Every angst-ridden 12-year-old understands the basic power of profanity. You could win over the cool girl with a blistering blaspheme. Land yourself in detention for a single unkind utterance. Or, later on, your neo-spazzcore folktronic Rush coverband could smash up a kegger with a clavicle-shattering cuss. And hearing profanities actually speeds up a person’s heart rate, like a pop of adrenaline. There is no doubt that this can be an effective means to getting yourself heard. This could account for its seemingly ubiquitous nature in rock music.
Profanity finds its roots in religion. Blasphemy, sacrilege and taking God’s name in vain were the beginning. Later on, sexual and scatological terms were added to the list. Lately, terminologies of hate (by which I mean racist, sexist and so on) have become obscenities, but the artistic merit of these phrases is highly arguable (just look at Eminem). So where does artistic expression come into all this?
Throughout the history of art and expression, swearing has held a solid foothole as a means of characterization and establishing realism. Geoffrey Chaucer couldn’t have constructed “The Canterbury Tales” without his finely crafted mock-ups of both upper and lower classes, which involved heavy usage of indecent language and dirty jokes. And if I learned anything from my Pre-1800 lit courses, it was that the lower classes connected with (or at least were fond of using and hearing) profanity. Shakespeare played with the profane both discreetly and obviously, letting both the upper and lower classes wallow in the joy of dirty language.
And it is in a musical genre that is itself a slang term for sex (Rock ‘n’ Roll, y’all) that profanity is most important (as well as most commercially acceptable to the mass public; a great example of this is Nine Inch Nails’ “Closer,” which relied almost too heavily on its profane chorus to rally admiration).
Although early rockers were well-versed in immersing their listeners in sexuality (the hippity-swagger of the young Elvis Presley and the repressed and combustible sexuality in the lyrics of such tunes as the Troggs’ “Wild Thing”), it wasn’t until the ’60s when the nascent attitude that would eventually fuel punk rock in the ’70s took hold of cursing as a legit aesthetic practice.

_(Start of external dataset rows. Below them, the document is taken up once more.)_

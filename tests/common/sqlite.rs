use ::rusqlite::Connection;

pub const BLOG_QUERY: &str = "
SELECT UserId, Name FROM User;
SELECT PostId, UserId, title, body FROM Post;
SELECT CommentId, PostId, UserId, Title, Body FROM Comment;
SELECT UserId, Width, Height, Url FROM Avatar;
";

pub fn setup_db() -> Connection {
    let conn = Connection::open_in_memory().expect("Failed to create in-memory database");
    conn.execute_batch(
        "
CREATE TABLE User (UserId int, Name varchar(100));
CREATE TABLE Post (PostId int, UserId int, Title varchar(100), Body varchar(1000));
CREATE TABLE Comment (CommentId int, PostId int, UserId int, Title varchar(100), Body varchar(1000));
CREATE TABLE Avatar (AvatarId int, UserId int, Width int, Height int, Url varchar(1000));

INSERT INTO User VALUES (1, 'User1'), (2, 'User2');
INSERT INTO Post VALUES
    (1, 1, 'Post11', 'Long text 11'),
    (2, 1, 'Post12', 'Long text 12'),
    (3, 2, 'Post21', 'Long text 21'),
    (4, 2, 'Post22', 'Long text 22');
INSERT INTO Comment VALUES
    (1, 1, 2, 'Comment11', 'Lorem ipsum dolor sit amet'),
    (2, 2, 2, 'Comment12', 'consectetur adipiscing elit'),
    (3, 3, 1, 'Comment21', 'sed do eiusmod tempor incididunt'),
    (4, 4, 1, 'Comment22', 'ut labore et dolore magna aliqua'),
    (5, 4, NULL, 'AnonymousComment', 'Yo mama is so fat that...');
INSERT INTO Avatar VALUES
    (1, 1, 100, 100, 'http://example.com/img1.png'),
    (2, 2, 100, 100, 'http://example.com/img2.png');
",
    )
    .expect("Failed to populate database");
    conn
}
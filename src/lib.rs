//! # rowgraph
//!
//! Materializes typed object graphs from one query execution that yields
//! several result sets in sequence.
//!
//! A [`Mapping`] says which result set holds which entity and which
//! foreign/primary key pairs link a parent result set to a child one. It is
//! configured once and then parses any number of cursors, each in a single
//! forward pass followed by an in-memory hash join per relationship.
//!
//! ## Quick Start
//!
//! ```rust
//! use rowgraph::prelude::*;
//!
//! #[derive(Entity, Debug, Default, Clone)]
//! #[entity(rename_all = "PascalCase")]
//! pub struct User {
//!     pub user_id: i32,
//!     pub name: String,
//!     #[entity(relation)]
//!     pub posts: Vec<Post>,
//! }
//!
//! #[derive(Entity, Debug, Default, Clone)]
//! #[entity(rename_all = "PascalCase")]
//! pub struct Post {
//!     pub post_id: i32,
//!     pub user_id: i32,
//!     pub title: String,
//! }
//!
//! # fn main() -> rowgraph::Result<()> {
//! let mapping = Mapping::<User>::configure(|user| {
//!     user.include_list(User::POSTS, |u| u.user_id, |p: &Post| p.user_id, 1)?;
//!     Ok(())
//! })?;
//!
//! let mut cursor = MemoryCursor::new(vec![
//!     ResultSet::new(["UserId", "Name"]).row([Value::from(1), Value::from("A")]),
//!     ResultSet::new(["PostId", "UserId", "Title"])
//!         .row([Value::from(10), Value::from(1), Value::from("Hello")]),
//! ]);
//!
//! let users = mapping.parse(&mut cursor)?;
//! assert_eq!(users[0].posts[0].title, "Hello");
//! # Ok(())
//! # }
//! ```
//!
//! ## Cursors
//!
//! | Cursor         | Source                          | Feature Flag |
//! |----------------|---------------------------------|--------------|
//! | `MemoryCursor` | owned `ResultSet`s              | (always)     |
//! | `BatchCursor`  | multi-statement SQL, rusqlite   | `rusqlite`   |

#![cfg_attr(docsrs, feature(doc_cfg))]

/// Engine crate, for paths not re-exported at the root.
pub use rowgraph_core as core;

pub use rowgraph_core::{
    Assign, Cardinality, ColumnField, ColumnLayout, Cursor, Entity, FieldKind, FieldRef,
    FromValue, Many, Mapping, MappingError, MemoryCursor, NodeBuilder, One, Result, ResultSet,
    Value, configure, parse,
};

#[cfg(feature = "rusqlite")]
#[cfg_attr(docsrs, doc(cfg(feature = "rusqlite")))]
pub use rowgraph_core::BatchCursor;

/// Derive macro for [`Entity`].
pub use rowgraph_macros::Entity;

/// Error types
pub mod error {
    pub use rowgraph_core::error::{MappingError, Result};
}

/// Everything needed to declare entities and run a mapping.
pub mod prelude {
    pub use crate::{Cursor, Entity, Mapping, MemoryCursor, NodeBuilder, ResultSet, Value};

    #[cfg(feature = "rusqlite")]
    pub use crate::BatchCursor;
}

In 1968, The Motor City Five (better known as MC5) threw down history every night at Detroit’s Grand Ballroom. It was their immortal powerchords and unstoppable energy that slaughtered hippie idealism and (almost) brought the f-bomb to Top 40 radio. When their ferocious live anthem “Kick Out the Jams” was pressed onto vinyl, and when an edited version (which was easy to do, since the curse wasn’t actually part of the song, but a rally cry to ignite the crowd at the beginning) started hitting heavy rotation on select radio stations, the band completed their goal of musical revolution and, alongside the likes of the Stooges and a select other few (not to mention thousands of no-name, semi-talented garage rockers pure with intrigue and inexperience), invented punk rock. The MC5 are given tribute constantly, one of the best being a “Kick Out the Jams” cover by the Bad Brains with Henry Rollins on the “Pump Up the Volume” (the best painfully-shy-nerd-turns-pirate-radio-god flick, and the movie that taught me everything I ever need to know about the Federal Communications Commission) soundtrack.
In 1976, Sex Pistol Steve Jones swore on Bill Grundy’s television show after Grundy badgered him into spewing out his “true” opinions about the popular British television host. And the resonance is still being felt, if not overtly in the crumbling restrictions on what can and can’t be said and shown on TV.
But the only reason that the Pistols’ display of vulgar disorder and true punk grit worked so well was because of the very real purity immersed within their songs. They might not have known how to play their instruments, but when John Lydon (a.k.a. Johnny Rotton) declared England a fascist state, he meant it. And millions of other people, around the world and scattered all across the spectrum, felt the same way. Maybe not about England, but about France or Tennessee or Mrs. Fulkem’s eighth-grade bio class. Whatever it is and wherever you are (or whenever, because the feelings melted in between those words are unrestricted by temporal confinements), the sense of restraint and the urgency of rebellion are not diluted and will retain their strength for quite some time. So even the most vulgar can have significant impact; there just has to be merit behind the anger (or crassness) of the artist.
This is especially relevant today, when book burning has transformed into something much less visible and much more dangerous. Corporate censorship keeps important artists and films out of big-box stores, which means far enough away from a large portion of the public to have drastic effects. And media outlets are structured in such an ineffective way (by utilizing more professional sources and fewer actual reporters) that voices are not getting heard. Disaffected youth is a lie that, once you buy into, you’ll have trouble getting out of, because it’s cool to be a slacker, a rebel without a cause and all that. But that too-cool-for-school attitude and façade of numbness won’t protect you from the Patriot Act infringing on your First Amendment rights, or the blaring non-thought and benign similarity of single-thought consolidated media. It’s what isn’t on the shelves and what isn’t in your local paper that will hurt you the most. It’s time to kick out the jams.